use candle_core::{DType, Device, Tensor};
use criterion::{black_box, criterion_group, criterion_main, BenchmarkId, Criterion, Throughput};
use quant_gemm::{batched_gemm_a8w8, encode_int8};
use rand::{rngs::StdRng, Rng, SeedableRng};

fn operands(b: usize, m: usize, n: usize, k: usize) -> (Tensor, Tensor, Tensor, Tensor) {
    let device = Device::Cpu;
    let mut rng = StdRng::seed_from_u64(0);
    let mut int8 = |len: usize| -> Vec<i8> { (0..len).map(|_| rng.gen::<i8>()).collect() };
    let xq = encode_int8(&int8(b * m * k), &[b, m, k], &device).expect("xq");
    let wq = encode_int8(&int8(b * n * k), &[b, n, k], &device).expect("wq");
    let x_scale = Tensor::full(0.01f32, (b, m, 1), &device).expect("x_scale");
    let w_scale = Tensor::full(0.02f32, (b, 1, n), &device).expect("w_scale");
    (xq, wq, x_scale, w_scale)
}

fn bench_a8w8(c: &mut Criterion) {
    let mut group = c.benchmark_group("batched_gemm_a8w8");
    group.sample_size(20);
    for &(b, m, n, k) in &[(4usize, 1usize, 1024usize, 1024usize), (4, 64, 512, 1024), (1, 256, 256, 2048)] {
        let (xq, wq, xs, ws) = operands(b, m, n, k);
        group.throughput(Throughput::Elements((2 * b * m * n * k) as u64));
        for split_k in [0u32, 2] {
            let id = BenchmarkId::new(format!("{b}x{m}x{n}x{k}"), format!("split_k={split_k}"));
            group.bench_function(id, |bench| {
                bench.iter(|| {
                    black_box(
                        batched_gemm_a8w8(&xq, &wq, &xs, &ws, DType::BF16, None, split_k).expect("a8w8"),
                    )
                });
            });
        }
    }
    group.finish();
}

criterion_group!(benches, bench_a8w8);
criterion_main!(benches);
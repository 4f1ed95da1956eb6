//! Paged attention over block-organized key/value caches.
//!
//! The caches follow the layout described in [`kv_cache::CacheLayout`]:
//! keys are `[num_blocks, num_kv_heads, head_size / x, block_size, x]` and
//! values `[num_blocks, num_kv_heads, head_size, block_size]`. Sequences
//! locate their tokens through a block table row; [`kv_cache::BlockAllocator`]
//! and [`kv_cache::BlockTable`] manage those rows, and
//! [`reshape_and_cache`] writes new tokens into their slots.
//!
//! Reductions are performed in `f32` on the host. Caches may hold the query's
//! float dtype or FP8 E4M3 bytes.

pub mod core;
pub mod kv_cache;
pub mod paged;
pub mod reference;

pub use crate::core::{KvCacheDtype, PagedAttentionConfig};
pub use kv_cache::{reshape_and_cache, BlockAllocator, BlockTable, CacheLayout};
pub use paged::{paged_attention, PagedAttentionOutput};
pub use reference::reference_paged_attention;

::::

■ What the task requires ■
Everything from the first line of the records above through the line containing "for &(b, m, n, k)" should be restated word for word; leave out all other lines.

■ Solution to this problem ■
use candle_core::{DType, Device, Tensor};
use criterion::{black_box, criterion_group, criterion_main, BenchmarkId, Criterion, Throughput};
use quant_gemm::{batched_gemm_a8w8, encode_int8};
use rand::{rngs::StdRng, Rng, SeedableRng};

fn operands(b: usize, m: usize, n: usize, k: usize) -> (Tensor, Tensor, Tensor, Tensor) {
    let device = Device::Cpu;
    let mut rng = StdRng::seed_from_u64(0);
    let mut int8 = |len: usize| -> Vec<i8> { (0..len).map(|_| rng.gen::<i8>()).collect() };
    let xq = encode_int8(&int8(b * m * k), &[b, m, k], &device).expect("xq");
    let wq = encode_int8(&int8(b * n * k), &[b, n, k], &device).expect("wq");
    let x_scale = Tensor::full(0.01f32, (b, m, 1), &device).expect("x_scale");
    let w_scale = Tensor::full(0.02f32, (b, 1, n), &device).expect("w_scale");
    (xq, wq, x_scale, w_scale)
}

fn bench_a8w8(c: &mut Criterion) {
    let mut group = c.benchmark_group("batched_gemm_a8w8");
    group.sample_size(20);
    for &(b, m, n, k) in &[(4usize, 1usize, 1024usize, 1024usize), (4, 64, 512, 1024), (1, 256, 256, 2048)] {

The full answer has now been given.